## YOUR ASSIGNMENT
Could you filter the data below down to the lines that hold the word "DomainError"?

==================================================

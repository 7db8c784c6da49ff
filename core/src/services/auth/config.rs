//! Configuration for the authentication service

use catalog_shared::AuthConfig;

use super::password::PasswordPolicy;

/// Configuration for the authentication service
#[derive(Debug, Clone)]
pub struct AuthServiceConfig {
    /// Rules a new password must satisfy
    pub password_policy: PasswordPolicy,
    /// bcrypt work factor
    pub bcrypt_cost: u32,
}

impl Default for AuthServiceConfig {
    fn default() -> Self {
        Self {
            password_policy: PasswordPolicy::default(),
            bcrypt_cost: bcrypt::DEFAULT_COST,
        }
    }
}

impl AuthServiceConfig {
    pub fn from_settings(settings: &AuthConfig) -> Self {
        Self {
            password_policy: PasswordPolicy {
                min_length: settings.password_min_length,
                max_length: settings.password_max_length,
            },
            bcrypt_cost: settings.bcrypt_cost,
        }
    }
}
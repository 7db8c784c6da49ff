//! HTTP surface of the song catalog
//!
//! Library exports for the binary and the integration tests.

pub mod app;
pub mod backend;
pub mod dto;
pub mod handlers;
pub mod middleware;
pub mod routes;
use actix_web::HttpResponse;

/// Health check endpoint handler
pub async fn health_check() -> HttpResponse {
    HttpResponse::Ok().json(serde_json::json!({
        "status": "healthy",
        "service": "catalog-api",
        "version": env!("CARGO_PKG_VERSION"),
        "timestamp": chrono::Utc::now().to_rfc3339(),
    }))
}
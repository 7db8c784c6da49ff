//! Shared utilities and common types for the song catalog server
//!
//! This crate provides common functionality used across all server modules:
//! - Configuration types
//! - Error response structures
//! - Utility functions (email validation, field error collection)

pub mod config;
pub mod errors;
pub mod utils;

// Re-export commonly used items at crate root
pub use config::{
    AppConfig, AuthConfig, CacheConfig, DataBackend, DatabaseConfig, Environment, OtpConfig,
    ServerConfig,
};
pub use errors::{error_codes, ErrorResponse, MessageResponse};
pub use utils::{email, validation};
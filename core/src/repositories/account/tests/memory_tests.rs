//! Unit tests for the in-memory account repository

use crate::domain::entities::Account;
use crate::errors::{DomainError, ValidationError};
use crate::repositories::account::{AccountRepository, InMemoryAccountRepository};

fn account(username: &str, email: &str) -> Account {
    Account::new(
        username.to_string(),
        email.to_string(),
        "hash".to_string(),
        String::new(),
        String::new(),
    )
}

#[tokio::test]
async fn test_create_and_find() {
    let repo = InMemoryAccountRepository::new();
    let created = repo.create(account("alice", "alice@example.com")).await.unwrap();

    let by_id = repo.find_by_id(created.id).await.unwrap().unwrap();
    assert_eq!(by_id.username, "alice");

    let by_username = repo.find_by_username("alice").await.unwrap();
    assert_eq!(by_username.map(|a| a.id), Some(created.id));

    let by_email = repo.find_by_email("alice@example.com").await.unwrap();
    assert_eq!(by_email.map(|a| a.id), Some(created.id));

    assert!(repo.exists_by_username("alice").await.unwrap());
    assert!(!repo.exists_by_email("bob@example.com").await.unwrap());
}

#[tokio::test]
async fn test_duplicate_username_and_email() {
    let repo = InMemoryAccountRepository::new();
    repo.create(account("alice", "alice@example.com")).await.unwrap();

    let err = repo.create(account("alice", "other@example.com")).await.unwrap_err();
    assert!(matches!(
        err,
        DomainError::ValidationErr(ValidationError::DuplicateValue { ref field }) if field == "username"
    ));

    let err = repo.create(account("bob", "alice@example.com")).await.unwrap_err();
    assert!(matches!(
        err,
        DomainError::ValidationErr(ValidationError::DuplicateValue { ref field }) if field == "email"
    ));
    assert_eq!(repo.len().await, 1);
}

#[tokio::test]
async fn test_save_updates_existing_and_rejects_unknown() {
    let repo = InMemoryAccountRepository::new();
    let mut stored = repo.create(account("alice", "alice@example.com")).await.unwrap();

    stored.activate();
    repo.save(stored.clone()).await.unwrap();
    assert!(repo.find_by_id(stored.id).await.unwrap().unwrap().is_active);

    let stranger = account("carol", "carol@example.com");
    let err = repo.save(stranger).await.unwrap_err();
    assert!(matches!(err, DomainError::NotFound { .. }));
}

==================================================

## YOUR RESPONSE
use crate::errors::{DomainError, ValidationError};
        DomainError::ValidationErr(ValidationError::DuplicateValue { ref field }) if field == "username"
        DomainError::ValidationErr(ValidationError::DuplicateValue { ref field }) if field == "email"
    assert!(matches!(err, DomainError::NotFound { .. }));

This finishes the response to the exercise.